▶ **What is being asked**: Count the lines in the data below that have "clone" in them, and reply with only that number.

▶ **Stored data entries**:

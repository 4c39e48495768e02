//! Settings collections: scheduled scan policies and third-party integrations.

use std::sync::Arc;

use chrono::{DateTime, Utc};
use rand::Rng;
use tracing::{info, warn};

use super::collection::Collection;
use crate::domain::{
    Integration, IntegrationConfig, IntegrationStatus, ScanPolicy, Severity, StoreError,
};
use crate::ports::{ConfirmationPrompt, KeyValueStore};

pub const POLICIES_KEY: &str = "sentrasec.policies";
pub const INTEGRATIONS_KEY: &str = "sentrasec.integrations";

/// Share of integration tests that fail.
pub const INTEGRATION_TEST_FAILURE_RATE: f64 = 0.15;

fn at(s: &str) -> DateTime<Utc> {
    s.parse().unwrap_or_default()
}

fn strings(items: &[&str]) -> Vec<String> {
    items.iter().map(|s| s.to_string()).collect()
}

pub struct PolicyBook {
    policies: Collection<ScanPolicy>,
}

impl PolicyBook {
    pub fn load_or(
        store: Arc<dyn KeyValueStore>,
        defaults: Vec<ScanPolicy>,
    ) -> Result<Self, StoreError> {
        Ok(Self {
            policies: Collection::load_or(store, POLICIES_KEY, defaults)?,
        })
    }

    pub fn list(&self) -> Vec<ScanPolicy> {
        self.policies.list()
    }

    pub fn get(&self, id: u64) -> Option<ScanPolicy> {
        self.policies.find(|p| p.id == id)
    }

    /// Flip `active`; returns the new value, or `None` for an unknown id.
    pub fn toggle_active(&self, id: u64) -> Result<Option<bool>, StoreError> {
        self.policies.update(
            |p| p.id == id,
            |policy| {
                policy.active = !policy.active;
                policy.active
            },
        )
    }

    /// Record a manual run at `now`.
    pub fn run_now(&self, id: u64, now: DateTime<Utc>) -> Result<Option<ScanPolicy>, StoreError> {
        let run = self.policies.update(
            |p| p.id == id,
            |policy| {
                policy.last_run = Some(now);
                policy.clone()
            },
        )?;
        if run.is_some() {
            info!(id, "policy run scheduled");
        }
        Ok(run)
    }

    /// Replace the stored policy with the same id. The id itself is fixed.
    pub fn save(&self, edited: ScanPolicy) -> Result<bool, StoreError> {
        let id = edited.id;
        Ok(self
            .policies
            .update(|p| p.id == id, move |policy| *policy = edited)?
            .is_some())
    }

    pub fn remove(&self, id: u64, prompt: &dyn ConfirmationPrompt) -> Result<bool, StoreError> {
        self.policies
            .remove_confirmed(|p| p.id == id, "Delete this policy?", prompt)
    }
}

pub fn demo_policies() -> Vec<ScanPolicy> {
    vec![
        ScanPolicy {
            id: 1,
            name: "Standard Web Application Scan".to_string(),
            description: "Comprehensive web application vulnerability assessment".to_string(),
            targets: strings(&["*.company.com", "api.company.com"]),
            schedule: "Weekly".to_string(),
            severity_threshold: Severity::Medium,
            active: true,
            last_run: Some(at("2024-01-15T14:00:00Z")),
        },
        ScanPolicy {
            id: 2,
            name: "Critical Infrastructure Scan".to_string(),
            description: "Network infrastructure and server vulnerability scan".to_string(),
            targets: strings(&["192.168.1.0/24", "10.0.0.0/16"]),
            schedule: "Daily".to_string(),
            severity_threshold: Severity::Low,
            active: true,
            last_run: Some(at("2024-01-15T06:00:00Z")),
        },
        ScanPolicy {
            id: 3,
            name: "Compliance Validation Scan".to_string(),
            description: "PCI DSS and SOX compliance verification".to_string(),
            targets: strings(&["payment.company.com", "db-server.local"]),
            schedule: "Monthly".to_string(),
            severity_threshold: Severity::Critical,
            active: false,
            last_run: Some(at("2024-01-01T12:00:00Z")),
        },
    ]
}

pub struct IntegrationHub {
    integrations: Collection<Integration>,
}

impl IntegrationHub {
    pub fn load_or(
        store: Arc<dyn KeyValueStore>,
        defaults: Vec<Integration>,
    ) -> Result<Self, StoreError> {
        Ok(Self {
            integrations: Collection::load_or(store, INTEGRATIONS_KEY, defaults)?,
        })
    }

    pub fn list(&self) -> Vec<Integration> {
        self.integrations.list()
    }

    pub fn get(&self, id: u64) -> Option<Integration> {
        self.integrations.find(|i| i.id == id)
    }

    /// Connected <-> disconnected; returns the new status.
    pub fn toggle_connection(&self, id: u64) -> Result<Option<IntegrationStatus>, StoreError> {
        self.integrations.update(
            |i| i.id == id,
            |integration| {
                integration.status = integration.status.toggled();
                integration.status
            },
        )
    }

    /// Simulated connection test.
    ///
    /// Succeeds unless the draw lands in [`INTEGRATION_TEST_FAILURE_RATE`].
    /// A success stamps `last_sync` with `now`; a failure clears it.
    /// `Ok(None)` for an unknown id.
    pub fn test(
        &self,
        id: u64,
        rng: &mut impl Rng,
        now: DateTime<Utc>,
    ) -> Result<Option<bool>, StoreError> {
        let ok = rng.gen_bool(1.0 - INTEGRATION_TEST_FAILURE_RATE);
        let outcome = self.integrations.update(
            |i| i.id == id,
            |integration| {
                integration.config.last_sync = ok.then_some(now);
                ok
            },
        )?;
        match outcome {
            Some(true) => info!(id, "integration test succeeded"),
            Some(false) => warn!(id, "integration test failed"),
            None => {}
        }
        Ok(outcome)
    }

    pub fn remove(&self, id: u64, prompt: &dyn ConfirmationPrompt) -> Result<bool, StoreError> {
        self.integrations
            .remove_confirmed(|i| i.id == id, &format!("Remove integration #{id}?"), prompt)
    }
}

pub fn demo_integrations() -> Vec<Integration> {
    let integration = |id: u64,
                       name: &str,
                       category: &str,
                       status: IntegrationStatus,
                       description: &str| Integration {
        id,
        name: name.to_string(),
        category: category.to_string(),
        status,
        description: description.to_string(),
        config: IntegrationConfig::default(),
    };
    let endpoint = |url: &str, last_sync: Option<&str>| IntegrationConfig {
        endpoint: Some(url.to_string()),
        channel: None,
        last_sync: last_sync.map(at),
    };

    vec![
        Integration {
            config: endpoint("https://splunk.company.com", Some("2024-01-15T14:30:00Z")),
            ..integration(
                1,
                "Splunk SIEM",
                "SIEM",
                IntegrationStatus::Connected,
                "Security information and event management",
            )
        },
        Integration {
            config: endpoint("https://sentinel.azure.com", None),
            ..integration(
                2,
                "Microsoft Sentinel",
                "SIEM",
                IntegrationStatus::Disconnected,
                "Cloud-native SIEM and SOAR solution",
            )
        },
        Integration {
            config: endpoint("https://company.atlassian.net", Some("2024-01-15T13:15:00Z")),
            ..integration(
                3,
                "Jira Service Management",
                "Ticketing",
                IntegrationStatus::Connected,
                "Incident and vulnerability tracking",
            )
        },
        Integration {
            config: IntegrationConfig {
                endpoint: None,
                channel: Some("#security-alerts".to_string()),
                last_sync: Some(at("2024-01-15T14:32:00Z")),
            },
            ..integration(
                4,
                "Slack",
                "Communication",
                IntegrationStatus::Connected,
                "Security team notifications and alerts",
            )
        },
    ]
}

#[cfg(test)]
mod tests {
    use super::*;
    use crate::impls::{AlwaysConfirm, MemoryStore, NeverConfirm};
    use rand::SeedableRng;
    use rand::rngs::mock::StepRng;
    use rand::rngs::StdRng;

    fn store() -> Arc<dyn KeyValueStore> {
        Arc::new(MemoryStore::new())
    }

    #[test]
    fn policy_toggle_and_run_are_persisted() {
        let store = store();
        let book = PolicyBook::load_or(Arc::clone(&store), demo_policies()).unwrap();
        let now = at("2024-02-01T08:00:00Z");

        assert_eq!(book.toggle_active(3).unwrap(), Some(true));
        assert_eq!(book.run_now(3, now).unwrap().and_then(|p| p.last_run), Some(now));
        assert_eq!(book.toggle_active(99).unwrap(), None);
        assert_eq!(book.run_now(99, now).unwrap(), None);

        let reloaded = PolicyBook::load_or(store, Vec::new()).unwrap();
        let policy = reloaded.get(3).unwrap();
        assert!(policy.active);
        assert_eq!(policy.last_run, Some(now));
    }

    #[test]
    fn policy_edit_replaces_fields() {
        let book = PolicyBook::load_or(store(), demo_policies()).unwrap();
        let mut edited = book.get(2).unwrap();
        edited.schedule = "Hourly".to_string();
        edited.severity_threshold = Severity::High;

        assert!(book.save(edited.clone()).unwrap());
        assert_eq!(book.get(2), Some(edited));

        let mut unknown = demo_policies().remove(0);
        unknown.id = 42;
        assert!(!book.save(unknown).unwrap());
        assert_eq!(book.list().len(), 3);
    }

    #[test]
    fn policy_remove_requires_confirmation() {
        let book = PolicyBook::load_or(store(), demo_policies()).unwrap();

        assert!(!book.remove(1, &NeverConfirm).unwrap());
        assert!(book.remove(1, &AlwaysConfirm).unwrap());
        assert!(book.get(1).is_none());
        assert!(!book.remove(1, &AlwaysConfirm).unwrap());
    }

    #[test]
    fn integration_toggle_flips_status() {
        let store = store();
        let hub = IntegrationHub::load_or(Arc::clone(&store), demo_integrations()).unwrap();

        assert_eq!(hub.toggle_connection(2).unwrap(), Some(IntegrationStatus::Connected));
        assert_eq!(hub.toggle_connection(2).unwrap(), Some(IntegrationStatus::Disconnected));
        assert_eq!(hub.toggle_connection(1).unwrap(), Some(IntegrationStatus::Disconnected));

        let reloaded = IntegrationHub::load_or(store, Vec::new()).unwrap();
        assert_eq!(reloaded.get(1).unwrap().status, IntegrationStatus::Disconnected);
    }

    #[test]
    fn integration_test_stamps_or_clears_last_sync() {
        let hub = IntegrationHub::load_or(store(), demo_integrations()).unwrap();
        let now = at("2024-02-01T08:00:00Z");

        // A zero draw always passes, an all-ones draw always fails.
        let mut pass = StepRng::new(0, 0);
        let mut fail = StepRng::new(u64::MAX, 0);

        assert_eq!(hub.test(2, &mut pass, now).unwrap(), Some(true));
        assert_eq!(hub.get(2).unwrap().config.last_sync, Some(now));

        assert_eq!(hub.test(1, &mut fail, now).unwrap(), Some(false));
        assert_eq!(hub.get(1).unwrap().config.last_sync, None);

        assert_eq!(hub.test(99, &mut pass, now).unwrap(), None);
    }

    #[test]
    fn integration_tests_mostly_succeed() {
        let hub = IntegrationHub::load_or(store(), demo_integrations()).unwrap();
        let mut rng = StdRng::seed_from_u64(11);
        let now = at("2024-02-01T08:00:00Z");

        let passed = (0..200)
            .filter(|_| hub.test(3, &mut rng, now).unwrap() == Some(true))
            .count();
        assert!((140..=195).contains(&passed), "passed {passed} of 200");
    }

    #[test]
    fn integration_remove_requires_confirmation() {
        let hub = IntegrationHub::load_or(store(), demo_integrations()).unwrap();

        assert!(!hub.remove(4, &NeverConfirm).unwrap());
        assert!(hub.remove(4, &AlwaysConfirm).unwrap());
        assert_eq!(hub.list().len(), 3);
    }
}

▶ **Written response**: 4